---- Data to use

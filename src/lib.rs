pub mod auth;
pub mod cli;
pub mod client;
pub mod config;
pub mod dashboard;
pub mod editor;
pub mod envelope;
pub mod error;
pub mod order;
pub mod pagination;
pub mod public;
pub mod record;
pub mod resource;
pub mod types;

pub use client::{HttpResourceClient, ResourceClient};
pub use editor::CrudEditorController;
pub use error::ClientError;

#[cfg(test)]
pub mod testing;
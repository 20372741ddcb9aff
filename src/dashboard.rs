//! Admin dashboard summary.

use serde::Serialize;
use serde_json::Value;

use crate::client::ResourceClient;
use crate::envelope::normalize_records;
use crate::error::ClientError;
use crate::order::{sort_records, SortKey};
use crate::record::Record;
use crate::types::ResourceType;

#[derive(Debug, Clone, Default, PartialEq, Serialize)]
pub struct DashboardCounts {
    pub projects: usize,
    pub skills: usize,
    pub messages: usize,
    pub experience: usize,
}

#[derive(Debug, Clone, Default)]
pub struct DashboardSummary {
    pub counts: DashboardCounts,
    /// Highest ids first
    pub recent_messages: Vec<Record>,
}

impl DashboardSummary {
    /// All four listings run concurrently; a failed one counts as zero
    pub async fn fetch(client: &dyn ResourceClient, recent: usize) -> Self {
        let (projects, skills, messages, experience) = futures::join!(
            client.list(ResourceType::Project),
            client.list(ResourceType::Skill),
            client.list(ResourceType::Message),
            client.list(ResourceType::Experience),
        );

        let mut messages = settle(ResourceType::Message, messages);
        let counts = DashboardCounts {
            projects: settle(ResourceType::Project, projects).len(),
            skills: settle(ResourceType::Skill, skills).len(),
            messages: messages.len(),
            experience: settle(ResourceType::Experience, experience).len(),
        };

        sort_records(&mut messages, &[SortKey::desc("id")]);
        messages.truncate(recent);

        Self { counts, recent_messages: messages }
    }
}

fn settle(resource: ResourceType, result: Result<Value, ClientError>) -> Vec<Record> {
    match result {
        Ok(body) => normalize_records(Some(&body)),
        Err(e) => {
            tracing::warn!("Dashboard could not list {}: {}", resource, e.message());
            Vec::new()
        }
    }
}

--------
---- Data to use

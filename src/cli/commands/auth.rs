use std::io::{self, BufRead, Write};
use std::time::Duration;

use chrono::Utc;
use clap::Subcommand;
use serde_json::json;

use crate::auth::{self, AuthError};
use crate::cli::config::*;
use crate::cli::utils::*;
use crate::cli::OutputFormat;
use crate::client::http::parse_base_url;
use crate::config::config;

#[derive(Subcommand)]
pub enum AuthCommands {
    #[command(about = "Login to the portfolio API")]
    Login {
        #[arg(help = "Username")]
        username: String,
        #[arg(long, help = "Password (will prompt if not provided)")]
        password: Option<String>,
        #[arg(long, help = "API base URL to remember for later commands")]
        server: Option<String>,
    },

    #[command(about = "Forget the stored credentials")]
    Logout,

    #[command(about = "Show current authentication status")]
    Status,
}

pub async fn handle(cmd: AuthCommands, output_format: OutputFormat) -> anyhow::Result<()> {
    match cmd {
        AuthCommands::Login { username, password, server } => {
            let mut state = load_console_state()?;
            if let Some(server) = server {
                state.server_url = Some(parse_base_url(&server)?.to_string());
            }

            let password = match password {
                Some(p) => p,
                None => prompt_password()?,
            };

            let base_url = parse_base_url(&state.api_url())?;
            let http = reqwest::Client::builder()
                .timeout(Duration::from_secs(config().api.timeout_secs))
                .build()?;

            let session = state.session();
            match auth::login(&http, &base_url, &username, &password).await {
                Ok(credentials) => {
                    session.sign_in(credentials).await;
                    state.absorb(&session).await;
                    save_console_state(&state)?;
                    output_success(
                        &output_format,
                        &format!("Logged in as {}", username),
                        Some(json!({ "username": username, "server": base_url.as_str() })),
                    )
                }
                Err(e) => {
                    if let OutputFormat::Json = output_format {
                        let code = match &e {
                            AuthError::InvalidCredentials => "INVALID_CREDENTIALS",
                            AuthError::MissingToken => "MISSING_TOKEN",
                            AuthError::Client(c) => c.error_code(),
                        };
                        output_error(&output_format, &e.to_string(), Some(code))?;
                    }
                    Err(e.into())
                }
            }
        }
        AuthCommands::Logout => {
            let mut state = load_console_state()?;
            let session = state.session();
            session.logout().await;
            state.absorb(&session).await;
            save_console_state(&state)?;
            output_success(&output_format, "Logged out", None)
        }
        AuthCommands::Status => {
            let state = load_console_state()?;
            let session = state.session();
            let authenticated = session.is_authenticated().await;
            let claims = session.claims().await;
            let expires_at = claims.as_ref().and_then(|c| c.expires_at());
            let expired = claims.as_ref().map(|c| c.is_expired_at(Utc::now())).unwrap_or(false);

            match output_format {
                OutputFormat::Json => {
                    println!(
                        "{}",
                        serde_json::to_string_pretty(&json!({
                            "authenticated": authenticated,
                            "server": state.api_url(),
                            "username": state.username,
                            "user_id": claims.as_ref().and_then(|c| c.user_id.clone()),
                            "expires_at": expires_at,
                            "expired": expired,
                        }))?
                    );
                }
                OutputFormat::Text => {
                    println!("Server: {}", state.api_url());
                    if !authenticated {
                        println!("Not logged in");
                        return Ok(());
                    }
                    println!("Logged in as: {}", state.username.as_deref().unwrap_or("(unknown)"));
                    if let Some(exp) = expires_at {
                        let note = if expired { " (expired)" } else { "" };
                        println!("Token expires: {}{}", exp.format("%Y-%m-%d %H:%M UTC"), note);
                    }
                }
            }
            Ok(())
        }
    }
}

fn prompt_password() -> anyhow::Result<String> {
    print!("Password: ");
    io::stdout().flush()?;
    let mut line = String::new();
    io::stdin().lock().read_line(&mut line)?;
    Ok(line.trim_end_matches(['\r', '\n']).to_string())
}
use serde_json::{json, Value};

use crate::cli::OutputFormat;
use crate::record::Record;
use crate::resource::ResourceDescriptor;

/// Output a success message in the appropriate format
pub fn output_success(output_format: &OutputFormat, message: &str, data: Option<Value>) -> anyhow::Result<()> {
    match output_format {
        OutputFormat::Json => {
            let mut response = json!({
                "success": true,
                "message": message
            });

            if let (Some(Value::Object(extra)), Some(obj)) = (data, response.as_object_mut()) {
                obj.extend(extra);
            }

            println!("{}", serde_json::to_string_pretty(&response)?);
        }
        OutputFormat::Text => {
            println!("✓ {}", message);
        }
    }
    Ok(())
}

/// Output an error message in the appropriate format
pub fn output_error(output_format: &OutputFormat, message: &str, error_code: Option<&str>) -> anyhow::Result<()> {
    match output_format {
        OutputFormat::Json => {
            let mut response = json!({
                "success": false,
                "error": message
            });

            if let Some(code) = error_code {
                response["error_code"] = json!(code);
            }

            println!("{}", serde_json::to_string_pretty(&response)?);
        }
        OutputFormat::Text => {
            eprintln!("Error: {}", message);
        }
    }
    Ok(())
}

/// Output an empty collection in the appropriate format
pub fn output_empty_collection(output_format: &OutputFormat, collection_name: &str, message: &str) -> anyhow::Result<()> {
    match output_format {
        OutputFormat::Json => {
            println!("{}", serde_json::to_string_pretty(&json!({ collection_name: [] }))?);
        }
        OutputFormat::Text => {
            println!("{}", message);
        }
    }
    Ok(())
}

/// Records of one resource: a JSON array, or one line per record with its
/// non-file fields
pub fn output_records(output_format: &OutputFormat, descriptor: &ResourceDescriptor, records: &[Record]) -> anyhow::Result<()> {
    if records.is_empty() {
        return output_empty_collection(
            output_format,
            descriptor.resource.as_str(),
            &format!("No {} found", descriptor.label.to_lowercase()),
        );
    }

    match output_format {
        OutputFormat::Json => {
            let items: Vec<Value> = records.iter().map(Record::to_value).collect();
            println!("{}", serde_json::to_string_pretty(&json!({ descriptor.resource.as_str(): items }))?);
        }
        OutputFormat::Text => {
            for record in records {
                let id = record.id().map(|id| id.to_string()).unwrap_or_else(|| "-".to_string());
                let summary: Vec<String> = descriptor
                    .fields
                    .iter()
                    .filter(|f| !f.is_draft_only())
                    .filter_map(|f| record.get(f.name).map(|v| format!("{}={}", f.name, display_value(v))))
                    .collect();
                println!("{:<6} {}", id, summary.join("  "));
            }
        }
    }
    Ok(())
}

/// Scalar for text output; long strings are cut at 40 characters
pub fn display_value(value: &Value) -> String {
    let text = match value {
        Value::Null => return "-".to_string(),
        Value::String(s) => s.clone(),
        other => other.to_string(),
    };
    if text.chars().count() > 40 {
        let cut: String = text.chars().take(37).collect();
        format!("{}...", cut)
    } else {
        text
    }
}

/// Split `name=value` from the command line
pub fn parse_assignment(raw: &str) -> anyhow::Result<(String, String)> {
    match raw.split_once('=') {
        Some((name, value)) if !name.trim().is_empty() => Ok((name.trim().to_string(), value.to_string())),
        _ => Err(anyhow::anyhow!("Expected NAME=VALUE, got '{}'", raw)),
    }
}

--------

Aim of the task
Say, as a bare number, how many lines of the data hold the string "anyhow".

Result of the exercise
8